Grasslands are globally important as they comprise nearly one-fifth of the world’s land surface and 80% of the total agriculturally productive land [1–2]. Geographical distribution, community composition and net primary production of grassland ecosystems not only play crucial roles in global carbon budget [3] but also influence regional climate by modulating the evapotranspiration flux [4]. The vegetation composition of grassland ecosystems reflects the competing influence of precipitation, fire and atmospheric CO2 concentration. For instance, changes in CO2 level and fire events in the grassland of West Africa during the Late Holocene shifted the vegetation composition towards woody plant cover, despite the increased regional aridity [5]. It is important to note that the interaction between above-mentioned forcing factors varies across the globe and thus produces a site-specific structure of the grassland ecosystem. Furthermore, the magnitude of the climatic factors and their effects on vegetation composition are also globally variable, depending upon duration of the rainy season, precipitation amount and number of precipitation events [6]. Prolonged and recurrent droughts predicted in a warming environment, combined with human-induced changes in the natural hydrological regime, will likely have an adverse effect on biodiversity of the grasslands [7, 8]. The understanding of past climate-ecosystem coupling is thus vital to predict future ecosystem response to changing natural variables.

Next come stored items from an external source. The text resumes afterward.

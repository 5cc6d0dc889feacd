// src/ai/prompts.rs

use super::model::{ChatKind, ChatMode};
use serde_json::Value;

/// Longest prefix of extracted file text sent with an analysis request.
pub const MAX_EXTRACTED_CHARS: usize = 2000;
/// Longest prefix of study material sent with a flashcard request.
pub const MAX_FLASHCARD_SOURCE_CHARS: usize = 3000;
/// Most recent study sessions included in a study-pattern request.
pub const MAX_RECENT_SESSIONS: usize = 10;
/// Most recent quiz scores included in a study-pattern request.
pub const MAX_RECENT_SCORES: usize = 5;

const PERSONA: &str = "You are UniAI, a smart and encouraging university tutor. ";

const TASK_BLOCK: &str = "
You are helping with one specific assignment. Use the provided context to give relevant, useful answers.
If the student asks for explanations, be detailed but clear.
If the student asks for help solving it, guide them step by step without handing over the full answer right away.
";

const GENERAL_BLOCK: &str = "
You are in a general chat for university questions.
You can help with study advice, organization, motivation, or any academic topic.
Be proactive in offering useful resources and learning strategies.
";

const CONTEXT_HEADER: &str = "\n\nADDITIONAL CONTEXT:\n";

const LEARN_BLOCK: &str =
    "\n\nLEARN MODE: Explain concepts step by step, give hints and guide the learning.";

const REVIEW_BLOCK: &str =
    "\n\nREVIEW MODE: Summarize first, then ask 3-5 questions to check understanding.";

/// Returns at most `max_chars` characters of `text`, cut on a char boundary.
pub fn truncate_chars(text: &str, max_chars: usize) -> &str {
    match text.char_indices().nth(max_chars) {
        Some((idx, _)) => &text[..idx],
        None => text,
    }
}

/// Builds the system prompt for a chat turn: persona, kind block, the
/// caller's context verbatim when it is not blank, then the mode block.
pub fn chat_system_prompt(kind: ChatKind, mode: ChatMode, context: &str) -> String {
    let mut prompt = String::from(PERSONA);
    prompt.push_str(match kind {
        ChatKind::Task => TASK_BLOCK,
        ChatKind::General => GENERAL_BLOCK,
    });
    if !context.trim().is_empty() {
        prompt.push_str(CONTEXT_HEADER);
        prompt.push_str(context);
    }
    prompt.push_str(match mode {
        ChatMode::Learn => LEARN_BLOCK,
        ChatMode::Review => REVIEW_BLOCK,
    });
    prompt
}

pub fn analysis_prompt(title: &str, description: &str, extracted_text: Option<&str>) -> String {
    let mut content = format!("Title: {title}\nDescription: {description}");
    if let Some(text) = extracted_text.filter(|t| !t.is_empty()) {
        content.push_str("\nFile content: ");
        content.push_str(truncate_chars(text, MAX_EXTRACTED_CHARS));
    }

    format!(
        r#"Analyze this university assignment and provide a detailed analysis:

{content}

Reply with JSON only, using exactly this structure:
{{
    "analysis": {{
        "task_type": "kind of task (homework/exam/project/etc)",
        "difficulty_level": 3,
        "estimated_time": "estimated time in hours",
        "key_concepts": ["concept1", "concept2"],
        "prerequisites": ["prerequisite1", "prerequisite2"],
        "learning_objectives": ["objective1", "objective2"]
    }},
    "explanation": {{
        "step_by_step_guide": [
            {{"step": 1, "title": "Step 1", "description": "Detailed description of step 1"}},
            {{"step": 2, "title": "Step 2", "description": "Detailed description of step 2"}}
        ],
        "tips": ["tip1", "tip2"],
        "common_mistakes": ["mistake1", "mistake2"]
    }},
    "solution": {{
        "approach": "Recommended approach",
        "key_steps": ["step1", "step2"],
        "expected_outcome": "Expected result",
        "validation_methods": ["method1", "method2"]
    }},
    "estimated_difficulty": 3,
    "suggested_approach": "Short description of the recommended approach",
    "key_concepts": ["concept1", "concept2"]
}}

Difficulty values are integers from 1 (easy) to 5 (hard).
Be specific and educational. For math tasks, show the reasoning step by step.
For essays, provide structure and writing advice."#
    )
}

pub fn quiz_prompt(subject: &str, topic: &str, difficulty: u8, count: u32) -> String {
    format!(
        r#"Generate {count} quiz questions about {topic} for the subject {subject}.
Difficulty: {difficulty}/5 (1 = easy, 5 = hard).

Reply with a JSON array only:
[
    {{
        "question": "Question text",
        "type": "multiple_choice|true_false|short_answer",
        "options": ["A) Option1", "B) Option2", "C) Option3", "D) Option4"],
        "correct_answer": "A) Option1",
        "explanation": "Short explanation of why it is correct"
    }}
]

Only multiple_choice questions carry options. Mix the question types.
For math, include step-by-step working in the explanation."#
    )
}

pub fn flashcards_prompt(content: &str, subject: &str, count: u32) -> String {
    let content = truncate_chars(content, MAX_FLASHCARD_SOURCE_CHARS);
    format!(
        r#"Analyze this material and generate {count} flashcards for studying {subject}:

MATERIAL:
{content}

Reply with a JSON array only:
[
    {{"front": "Question or key concept", "back": "Answer or detailed explanation"}}
]

Focus on important concepts, definitions, formulas and key relationships.
The cards should work well for spaced repetition."#
    )
}

fn last<T>(items: &[T], n: usize) -> &[T] {
    &items[items.len().saturating_sub(n)..]
}

/// Embeds the most recent sessions and quiz scores as JSON. Older entries are dropped.
pub fn study_pattern_prompt(sessions: &[Value], quiz_scores: &[Value]) -> String {
    let study_data = serde_json::json!({
        "sessions": last(sessions, MAX_RECENT_SESSIONS),
        "quiz_scores": last(quiz_scores, MAX_RECENT_SCORES),
    });
    format!(
        r#"Analyze this study data and give recommendations:

{study_data}

Reply with JSON only:
{{
    "strengths": ["strength1", "strength2"],
    "weaknesses": ["weakness1", "weakness2"],
    "recommendations": ["recommendation1", "recommendation2"],
    "optimal_study_time": "best time of day to study",
    "suggested_session_duration": "recommended session length",
    "study_streak_maintenance": "how to keep the study streak going"
}}"#
    )
}

#[cfg(test)]
mod tests {
    use super::*;

    #[test]
    fn test_context_appears_verbatim() {
        let context = "Task: Lab 3\n  Due: Friday {not a placeholder}";
        for kind in [ChatKind::Task, ChatKind::General] {
            for mode in [ChatMode::Learn, ChatMode::Review] {
                let prompt = chat_system_prompt(kind, mode, context);
                assert!(prompt.contains(context));
                assert!(prompt.contains("ADDITIONAL CONTEXT"));
            }
        }
    }

    #[test]
    fn test_blank_context_is_omitted() {
        let prompt = chat_system_prompt(ChatKind::General, ChatMode::Learn, "   \n ");
        assert!(!prompt.contains("ADDITIONAL CONTEXT"));
    }

    #[test]
    fn test_blocks_follow_kind_and_mode() {
        let task_review = chat_system_prompt(ChatKind::Task, ChatMode::Review, "");
        assert!(task_review.starts_with(PERSONA));
        assert!(task_review.contains("one specific assignment"));
        assert!(task_review.ends_with(REVIEW_BLOCK));

        let general_learn = chat_system_prompt(ChatKind::General, ChatMode::Learn, "");
        assert!(general_learn.contains("general chat"));
        assert!(general_learn.ends_with(LEARN_BLOCK));
    }

    #[test]
    fn test_context_precedes_mode_block() {
        let prompt = chat_system_prompt(ChatKind::Task, ChatMode::Learn, "CTX");
        let ctx_at = prompt.find("CTX").unwrap();
        let mode_at = prompt.find("LEARN MODE").unwrap();
        assert!(ctx_at < mode_at);
    }

    #[test]
    fn test_truncate_chars_respects_char_boundaries() {
        assert_eq!(truncate_chars("héllo", 2), "hé");
        assert_eq!(truncate_chars("abc", 10), "abc");
        assert_eq!(truncate_chars("", 3), "");
    }

    #[test]
    fn test_analysis_prompt_truncates_extracted_text() {
        let text = "x".repeat(MAX_EXTRACTED_CHARS + 500);
        let prompt = analysis_prompt("Essay", "Write about Rome", Some(&text));
        assert!(prompt.contains(&"x".repeat(MAX_EXTRACTED_CHARS)));
        assert!(!prompt.contains(&"x".repeat(MAX_EXTRACTED_CHARS + 1)));
        assert!(prompt.contains("Title: Essay"));
    }

    #[test]
    fn test_study_pattern_prompt_keeps_most_recent_entries() {
        let sessions: Vec<Value> = (0..15).map(|i| serde_json::json!({ "session": i })).collect();
        let scores: Vec<Value> = (0..8).map(|i| serde_json::json!({ "score": i })).collect();

        let prompt = study_pattern_prompt(&sessions, &scores);

        assert!(!prompt.contains(r#"{"session":4}"#));
        assert!(prompt.contains(r#"{"session":5}"#));
        assert!(prompt.contains(r#"{"session":14}"#));
        assert!(!prompt.contains(r#"{"score":2}"#));
        assert!(prompt.contains(r#"{"score":3}"#));
        assert!(prompt.contains("study_streak_maintenance"));
    }

    #[test]
    fn test_study_pattern_prompt_with_no_history() {
        let prompt = study_pattern_prompt(&[], &[]);
        assert!(prompt.contains(r#""sessions":[]"#));
    }

    #[test]
    fn test_analysis_prompt_without_text() {
        let prompt = analysis_prompt("Essay", "", None);
        assert!(!prompt.contains("File content"));
    }
}
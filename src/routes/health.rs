// src/routes/health.rs

use axum::response::IntoResponse;
use axum::Json;

use crate::auth::AuthUser;

/// GET /health → {"status": "ok"}
pub async fn health() -> impl IntoResponse {
    Json(serde_json::json!({ "status": "ok" }))
}

/// GET /me → the verified caller
pub async fn me(AuthUser(identity): AuthUser) -> impl IntoResponse {
    Json(serde_json::json!({
        "id": identity.subject,
        "email": identity.email,
    }))
}
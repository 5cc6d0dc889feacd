// src/ai.rs

pub mod client;
pub mod model;
pub mod parse;
pub mod prompts;

use client::{ChatMessage, CompletionModel, CompletionRequest};
use model::{
    AnalysisResult, ChatKind, ChatMode, ChatReply, Degradation, Flashcard, Outcome, Priority,
    QuizQuestion, StudyInsights, EMPTY_REPLY_MESSAGE,
};
use parse::parse_loose;
use serde_json::Value;
use std::sync::Arc;
use tracing::{error, info, instrument, warn};

const ANALYSIS_TEMPERATURE: f32 = 0.3;
const ANALYSIS_MAX_TOKENS: u32 = 2000;
const CHAT_TEMPERATURE: f32 = 0.7;
const CHAT_MAX_TOKENS: u32 = 1000;
const QUIZ_TEMPERATURE: f32 = 0.7;
const QUIZ_MAX_TOKENS: u32 = 1500;
const FLASHCARD_TEMPERATURE: f32 = 0.6;
const FLASHCARD_MAX_TOKENS: u32 = 1200;
const STUDY_TEMPERATURE: f32 = 0.4;
const STUDY_MAX_TOKENS: u32 = 800;

/// Maps a 1–5 difficulty onto a task priority.
pub fn estimate_difficulty_priority(difficulty: i64) -> Priority {
    Priority::from_difficulty(difficulty)
}

/// AI tutoring on top of a completion model.
///
/// None of the operations fail: model or network problems produce a fixed
/// fallback value, annotated so callers can tell it apart from a real answer.
#[derive(Clone)]
pub struct Tutor {
    model: Arc<dyn CompletionModel>,
}

impl Tutor {
    pub fn new(model: Arc<dyn CompletionModel>) -> Self {
        Self { model }
    }

    pub fn model_name(&self) -> &str {
        self.model.model()
    }

    /// Produces a structured analysis of a task.
    ///
    /// Unparseable output yields [`AnalysisResult::parse_fallback`]; a failed
    /// call yields the more minimal [`AnalysisResult::transport_fallback`].
    #[instrument(skip_all, fields(title = %title))]
    pub async fn analyze(&self, title: &str, description: &str, extracted_text: Option<&str>) -> Outcome<AnalysisResult> {
        let request = CompletionRequest {
            messages: vec![ChatMessage::user(prompts::analysis_prompt(title, description, extracted_text))],
            temperature: ANALYSIS_TEMPERATURE,
            max_tokens: ANALYSIS_MAX_TOKENS,
        };

        match self.model.complete(&request).await {
            Ok(completion) => match parse_loose::<AnalysisResult>(&completion.text) {
                Ok(result) => {
                    info!(difficulty = result.estimated_difficulty, "Task analysis generated");
                    Outcome::ok(result)
                }
                Err(e) => {
                    warn!(error = %e, "Model returned an unparseable analysis, using fallback");
                    Outcome::degraded(
                        AnalysisResult::parse_fallback(),
                        Degradation::MalformedOutput(e.to_string()),
                    )
                }
            },
            Err(e) => {
                error!(error = %e, "Task analysis request failed, using fallback");
                Outcome::degraded(
                    AnalysisResult::transport_fallback(),
                    Degradation::Transport(e.to_string()),
                )
            }
        }
    }

    /// Answers one chat turn. Unknown modes are treated as `learn`.
    ///
    /// On failure the reply carries a fixed apology and `error` is set.
    #[instrument(skip_all, fields(kind = ?kind, mode = %mode))]
    pub async fn chat(&self, user_message: &str, kind: ChatKind, mode: &str, context: &str) -> ChatReply {
        let system = prompts::chat_system_prompt(kind, ChatMode::parse(mode), context);
        let request = CompletionRequest {
            messages: vec![ChatMessage::system(system), ChatMessage::user(user_message)],
            temperature: CHAT_TEMPERATURE,
            max_tokens: CHAT_MAX_TOKENS,
        };

        match self.model.complete(&request).await {
            Ok(completion) => {
                let content = completion.text.trim();
                let content = if content.is_empty() { EMPTY_REPLY_MESSAGE } else { content };
                ChatReply {
                    content: content.to_string(),
                    tokens_used: completion.total_tokens,
                    model_used: self.model_name().to_string(),
                    error: None,
                }
            }
            Err(e) => {
                error!(error = %e, "Chat completion failed");
                ChatReply::apology(self.model_name(), e.to_string())
            }
        }
    }

    /// Generates quiz questions; any failure yields an empty list.
    #[instrument(skip(self))]
    pub async fn generate_quiz(&self, subject: &str, topic: &str, difficulty: u8, count: u32) -> Outcome<Vec<QuizQuestion>> {
        let difficulty = difficulty.clamp(1, 5);
        let request = CompletionRequest {
            messages: vec![ChatMessage::user(prompts::quiz_prompt(subject, topic, difficulty, count))],
            temperature: QUIZ_TEMPERATURE,
            max_tokens: QUIZ_MAX_TOKENS,
        };

        self.list_outcome(&request).await.map_value(|questions| {
            questions
                .into_iter()
                .map(|q| QuizQuestion { difficulty, ..q })
                .collect()
        })
    }

    /// Generates flashcards from study material; any failure yields an empty list.
    #[instrument(skip(self, content))]
    pub async fn generate_flashcards(&self, content: &str, subject: &str, count: u32) -> Outcome<Vec<Flashcard>> {
        let request = CompletionRequest {
            messages: vec![ChatMessage::user(prompts::flashcards_prompt(content, subject, count))],
            temperature: FLASHCARD_TEMPERATURE,
            max_tokens: FLASHCARD_MAX_TOKENS,
        };
        self.list_outcome(&request).await
    }

    /// Reviews recent study sessions and quiz scores.
    ///
    /// Only the last 10 sessions and last 5 scores are sent. Any failure
    /// yields empty insights.
    #[instrument(skip_all, fields(sessions = sessions.len(), quiz_scores = quiz_scores.len()))]
    pub async fn analyze_study_pattern(&self, sessions: &[Value], quiz_scores: &[Value]) -> Outcome<StudyInsights> {
        let request = CompletionRequest {
            messages: vec![ChatMessage::user(prompts::study_pattern_prompt(sessions, quiz_scores))],
            temperature: STUDY_TEMPERATURE,
            max_tokens: STUDY_MAX_TOKENS,
        };

        match self.model.complete(&request).await {
            Ok(completion) => match parse_loose::<StudyInsights>(&completion.text) {
                Ok(insights) => Outcome::ok(insights),
                Err(e) => {
                    warn!(error = %e, "Model returned unparseable study insights");
                    Outcome::degraded(StudyInsights::default(), Degradation::MalformedOutput(e.to_string()))
                }
            },
            Err(e) => {
                error!(error = %e, "Study pattern request failed");
                Outcome::degraded(StudyInsights::default(), Degradation::Transport(e.to_string()))
            }
        }
    }

    async fn list_outcome<T: serde::de::DeserializeOwned>(&self, request: &CompletionRequest) -> Outcome<Vec<T>> {
        match self.model.complete(request).await {
            Ok(completion) => match parse_loose::<Vec<T>>(&completion.text) {
                Ok(items) => Outcome::ok(items),
                Err(e) => {
                    warn!(error = %e, "Model returned an unparseable list");
                    Outcome::degraded(Vec::new(), Degradation::MalformedOutput(e.to_string()))
                }
            },
            Err(e) => {
                error!(error = %e, "Completion request failed");
                Outcome::degraded(Vec::new(), Degradation::Transport(e.to_string()))
            }
        }
    }
}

Climate-driven changes in grassland ecosystems of the Indian Summer Monsoon realm have been investigated, for the first time using the isotopic composition of biomarkers in lake sediments. After ca. 2500 cal yr BP, a gradual increase in the δ13Cn-alkane values indicates the dominance of C4 grasses at the expense of C3 plants. Difference between the δ13Cn-alkane values indicates that each n-alkane homologue had different C3-C4 proportional contributions. In the lake sediments, C29 and C31 homologues were mainly derived from C3 plants and C4 grasses respectively. The present study has used the δDC29 values as a proxy of the isotopic composition of paleoprecipitation. Meteorological and modeling observations show that δD values of modern precipitation in the Banni region are inversely related to the precipitation amount. This ‘amount effect’ based reconstruction suggests a marked decrease in the ISM precipitation after 2500 cal yr BP. The observed precipitation pattern in the climate record from Banni region corresponds well with published records. Coupled influence of southward migration of ITCZ and higher frequency of warm ENSO events led to the decrease in the ISM precipitation after 2500 cal yr BP and helped in establishing the grassland ecosystems.